Minimum Wage. The American Economy: A Historical Encyclopedia

Minimum allowable wage to be paid to workers; first implemented by the U.S. government through the Fair Labor Standards Act of 1938, which set the rate at $.25 per hour.
The forces that led to minimum wage legislation took
years to develop. Robert Pollin and Stephanie Luce have written that “one of the early works written on behalf of minimum wage legislation was a 1906 book by Monsignor John A.
Ryan titled
A Living Wage: Its Ethical and Economic Aspects.
Kansas enacted the first prevailing-wage law in 1891. In 1931
President Herbert Hoover signed the Davis-Bacon Act, an
equivalent piece of national legislation written by Republican
U.S. Senator James J. Davis of Pennsylvania, a former secretary of labor, and Republican U.S. Representative Robert L.
Bacon of New York, a banker.
In 1932, Mary “Molly” Williams Dewson, director of the
women’s division of the Democratic National Committee,
became a major advocate of establishing a minimum wage by
advocating in a letter to the administration of President
Franklin D. Roosevelt that no difference in minimum wage
should exist between the sexes and that “time and one half
should be paid for all time worked over and above 40 hours
per week.” The principles supported by Dewson were implemented in the Fair Labor Standards Act of 1938, which included minimum wage requirements. Conditions were auspicious for this national legislation at this time because the
U.S. Supreme Court had upheld a state minimum wage law
the previous year. The 1938 statute initially set a standard
minimum wage of 25 cents per hour, and at first minimum
wage laws were confined to government construction projects and referred to as efforts to establish prevailing wages.

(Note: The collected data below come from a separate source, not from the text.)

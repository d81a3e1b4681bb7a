//! Export module for simulation results.
//!
//! # Architecture
//!
//! This module defines the [`Exporter`] trait that abstracts the export format.
//! Each format is an independent implementation in its own sub-module, so a
//! new format is a new file.
//!
//! # Available formats
//!
//! | Format  | Module  |
//! |---------|---------|
//! | CSV     | [`csv`] |
//!
//! # Usage example
//!
//! ```rust,ignore
//! use transport_rs::output::export::{CsvConfig, CsvExporter, Exporter};
//!
//! let exporter = CsvExporter::new(CsvConfig { include_metadata: true, ..Default::default() });
//!
//! exporter.export_profile(&result, exact.as_ref(), Path::new("profile.csv"))?;
//! exporter.export_time_steps(&result, Path::new("steps.csv"))?;
//! ```

pub mod csv;

pub use csv::{
    CsvConfig, CsvExporter, CsvMetadata, export_columns_csv, export_profile_csv,
    export_time_steps_csv,
};

use nalgebra::DVector;
use std::path::Path;

use crate::solver::SimulationResult;

/// Abstraction trait for all export formats.
///
/// # Associated type `Error`
///
/// Each format manages its own errors via the associated type, so callers
/// can match on them without downcasting.
pub trait Exporter {
    /// Error type specific to this export format.
    type Error: std::error::Error;

    /// Exports the final profile, optionally next to a reference solution.
    ///
    /// # Errors
    ///
    /// Returns an error if:
    /// - the path is invalid or the directory does not exist
    /// - the reference does not have one value per node
    /// - the state contains NaN or Inf
    fn export_profile(
        &self,
        result: &SimulationResult,
        exact: Option<&DVector<f64>>,
        path: &Path,
    ) -> Result<(), Self::Error>;

    /// Exports the time reached and the dt of every step.
    ///
    /// # Errors
    ///
    /// Returns an error if the run has no steps or the path is invalid.
    fn export_time_steps(&self, result: &SimulationResult, path: &Path)
    -> Result<(), Self::Error>;
}
//! Common utilities for integration tests

#![allow(dead_code)]

pub mod problems;
pub mod test_helpers;

pub use problems::{ConstantGrowth, calibration_pulse, exponential_decay};
pub use test_helpers::{assert_states_close, max_error, relative_error, run_pulse};
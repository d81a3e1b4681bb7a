//! Inviscid Burgers equation
//!
//! ```text
//! dU/dt + U · dU/dx = 0
//! ```
//!
//! The speed is the solution itself, so smooth initial data steepens until
//! the characteristics cross. For a profile with negative slope somewhere,
//! that happens at
//!
//! ```text
//! t_b = -1 / min(U₀'(x))
//! ```
//!
//! Past `t_b` the classical solution no longer exists; the explicit schemes
//! of this crate produce oscillations there. No closed form is provided.

use nalgebra::DVector;

use crate::grid::Grid;
use crate::models::profiles::InitialProfile;
use crate::physics::TransportProblem;
use crate::solver::stencil::SpaceScheme;

/// Inviscid Burgers problem
#[derive(Debug, Clone)]
pub struct InviscidBurgers {
    profile: InitialProfile,
}

impl InviscidBurgers {
    pub fn new(profile: InitialProfile) -> Self {
        Self { profile }
    }

    pub fn profile(&self) -> &InitialProfile {
        &self.profile
    }

    /// Wave-breaking time estimated on `grid`
    ///
    /// Uses the sixth-order central stencil on the sampled profile. `None`
    /// when the profile never decreases (a rarefaction, no breaking).
    pub fn breaking_time(&self, grid: &Grid) -> Option<f64> {
        let u0 = self.profile.sample(grid);
        let slope = SpaceScheme::CD6.apply(&u0, grid);
        let steepest = slope.iter().copied().fold(f64::INFINITY, f64::min);

        if steepest < 0.0 {
            Some(-1.0 / steepest)
        } else {
            None
        }
    }
}

impl TransportProblem for InviscidBurgers {
    fn initial_condition(&self, x: f64) -> f64 {
        self.profile.evaluate(x)
    }

    fn speed(&self, _grid: &Grid, u: &DVector<f64>) -> DVector<f64> {
        u.clone()
    }

    fn source(&self, grid: &Grid, _t: f64, _u: &DVector<f64>) -> DVector<f64> {
        DVector::zeros(grid.len())
    }

    fn name(&self) -> &str {
        "Inviscid Burgers"
    }

    fn description(&self) -> Option<&str> {
        Some("dU/dt + U dU/dx = 0")
    }
}
//! Validation against exact solutions
//!
//! - [`transport_eq_solution`]: closed form of constant-speed transport
//! - [`ErrorNorms`]: discrete max / L1 / L2 distances between two states
//! - [`observed_order`] and [`ConvergenceStudy`]: refine the grid, watch the
//!   error fall
//!
//! # Convergence Study
//!
//! For a scheme of order p and a smooth solution, halving dx (with a fixed
//! Courant number, so dt halves too) divides the error by about 2ᵖ:
//!
//! ```text
//! p ≈ log₂(e(dx) / e(dx/2))
//! ```
//!
//! # Example
//!
//! ```rust
//! use transport_rs::analysis::ConvergenceStudy;
//! use transport_rs::grid::Grid;
//! use transport_rs::models::LinearTransport;
//! use transport_rs::solver::SolverConfiguration;
//!
//! let problem = LinearTransport::gaussian_pulse(1.0, 0.5, 0.1);
//! let config = SolverConfiguration::from_names(0.25, 0.5, 100_000, "Hoin", "Upwind3")?;
//!
//! let study = ConvergenceStudy::run(&problem, &Grid::new(0.0, 2.0, 101)?, 3, &config)?;
//! assert_eq!(study.rows().len(), 3);
//! assert!(study.finest_order().unwrap() > 2.5);
//! # Ok::<(), transport_rs::TransportError>(())
//! ```

use nalgebra::DVector;
use std::fmt;

use crate::error::{Result, TransportError};
use crate::grid::Grid;
use crate::physics::TransportProblem;
use crate::solver::{NoProgress, SolverConfiguration, integrate};

// =================================================================================================
// Exact Solution
// =================================================================================================

/// Exact solution of `dU/dt + a·dU/dx = 0` with constant `a`
///
/// `U(x, t) = U₀(x - a·t)` sampled at the grid nodes.
pub fn transport_eq_solution<F>(init_cond: F, grid: &Grid, speed: f64, time: f64) -> DVector<f64>
where
    F: Fn(f64) -> f64,
{
    grid.map_nodes(|x| init_cond(x - speed * time))
}

// =================================================================================================
// Error Norms
// =================================================================================================

/// Discrete distances between a numerical state and a reference
///
/// ```text
/// max = maxᵢ |eᵢ|
/// l1  = dx · Σ |eᵢ|
/// l2  = sqrt(dx · Σ eᵢ²)
/// ```
#[derive(Debug, Clone, Copy, PartialEq)]
pub struct ErrorNorms {
    pub max: f64,
    pub l1: f64,
    pub l2: f64,
}

impl ErrorNorms {
    /// Norms of `numeric - reference` on `grid`
    ///
    /// # Errors
    ///
    /// `DimensionMismatch` when either vector does not have one value per
    /// node.
    pub fn between(numeric: &DVector<f64>, reference: &DVector<f64>, grid: &Grid) -> Result<Self> {
        for (what, vector) in [("numerical state", numeric), ("reference state", reference)] {
            if vector.len() != grid.len() {
                return Err(TransportError::dimension_mismatch(what, grid.len(), vector.len()));
            }
        }

        let difference = numeric - reference;
        let dx = grid.dx();

        Ok(Self {
            max: difference.amax(),
            l1: dx * difference.iter().map(|e| e.abs()).sum::<f64>(),
            l2: (dx * difference.norm_squared()).sqrt(),
        })
    }
}

/// Observed order of accuracy between two successive refinements
///
/// `log₂(coarse / fine)`, for errors measured on grids whose spacing
/// differs by a factor 2.
pub fn observed_order(coarse_error: f64, fine_error: f64) -> f64 {
    (coarse_error / fine_error).log2()
}

// =================================================================================================
// Convergence Study
// =================================================================================================

/// One refinement level of a [`ConvergenceStudy`]
#[derive(Debug, Clone, Copy, PartialEq)]
pub struct ConvergenceRow {
    pub points: usize,
    pub dx: f64,
    pub iterations: usize,
    pub errors: ErrorNorms,

    /// Max-norm order against the previous (coarser) row
    pub order: Option<f64>,
}

/// Errors of one configuration over successive grid refinements
#[derive(Debug, Clone)]
pub struct ConvergenceStudy {
    rows: Vec<ConvergenceRow>,
}

impl ConvergenceStudy {
    /// Solve `problem` on `coarsest` and `levels - 1` successive refinements
    ///
    /// Each level is compared with `problem.exact_solution` at the time the
    /// run actually reached.
    ///
    /// # Errors
    ///
    /// - `InvalidConfiguration` when `levels == 0`, when the problem has no
    ///   exact solution, or when a run hits the iteration cap
    /// - anything [`integrate`] reports
    pub fn run(
        problem: &dyn TransportProblem,
        coarsest: &Grid,
        levels: usize,
        config: &SolverConfiguration,
    ) -> Result<Self> {
        if levels == 0 {
            return Err(TransportError::InvalidConfiguration(
                "a convergence study needs at least one level".to_string(),
            ));
        }

        let mut rows: Vec<ConvergenceRow> = Vec::with_capacity(levels);
        let mut grid = coarsest.clone();

        for level in 0..levels {
            if level > 0 {
                grid = grid.refine()?;
            }

            let result = integrate(problem, &grid, config, &mut NoProgress)?;
            if result.is_truncated() {
                return Err(TransportError::InvalidConfiguration(format!(
                    "run on {} nodes stopped at the iteration cap ({})",
                    grid.len(),
                    config.max_iterations
                )));
            }

            let exact = problem
                .exact_solution(&grid, result.elapsed_time())
                .ok_or_else(|| {
                    TransportError::InvalidConfiguration(format!(
                        "'{}' has no exact solution to compare with",
                        problem.name()
                    ))
                })?;

            let errors = ErrorNorms::between(&result.final_state, &exact, &grid)?;
            let order = rows
                .last()
                .map(|previous| observed_order(previous.errors.max, errors.max));

            log::debug!(
                "convergence level {}: N = {}, max error = {:e}",
                level,
                grid.len(),
                errors.max
            );

            rows.push(ConvergenceRow {
                points: grid.len(),
                dx: grid.dx(),
                iterations: result.iterations(),
                errors,
                order,
            });
        }

        Ok(Self { rows })
    }

    pub fn rows(&self) -> &[ConvergenceRow] {
        &self.rows
    }

    /// Orders between successive levels (one fewer than the rows)
    pub fn observed_orders(&self) -> Vec<f64> {
        self.rows.iter().filter_map(|row| row.order).collect()
    }

    /// Order measured between the two finest levels
    pub fn finest_order(&self) -> Option<f64> {
        self.rows.last().and_then(|row| row.order)
    }
}

impl fmt::Display for ConvergenceStudy {
    fn fmt(&self, f: &mut fmt::Formatter<'_>) -> fmt::Result {
        writeln!(
            f,
            "{:>8} {:>12} {:>10} {:>12} {:>12} {:>12} {:>7}",
            "N", "dx", "steps", "max", "L1", "L2", "order"
        )?;
        for row in &self.rows {
            let order = row
                .order
                .map_or_else(|| "-".to_string(), |p| format!("{:.2}", p));
            writeln!(
                f,
                "{:>8} {:>12.4e} {:>10} {:>12.4e} {:>12.4e} {:>12.4e} {:>7}",
                row.points, row.dx, row.iterations, row.errors.max, row.errors.l1, row.errors.l2, order
            )?;
        }
        Ok(())
    }
}

// =================================================================================================
// Tests
// =================================================================================================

The Fair Labor Standards Act was arguably the last major
piece of New Deal legislation passed; the Democrats soon
after sustained heavy losses in the November 1938 midterm
elections, which gave rise in 1939 to a conservative coalition
of Southern Democrats and Republicans that controlled the
House and Senate. Additionally, World War II naturally
shifted President Roosevelt’s attention from the New Deal to
efforts to win the war. Since 1950, when the minimum wage
was $.75 per hour, Congress has increased the minimum
wage at least 16 times to rates greater than $5.00 per hour in
1997 and $5.15 per hour in 2003.
—Henry B. Sirgo
References
Dewson, Mary W., to Mr. C. W. Dunning. Letter.
“Objections to the Candy Manufacturing Code.”
Attached Testimony from Hearing of March 13, 1934.
Democratic National Committee–Women’s Division
Correspondence–General (Box no. 5) Folder:
Consumers’ Advisory Board of NRA 1933–1935.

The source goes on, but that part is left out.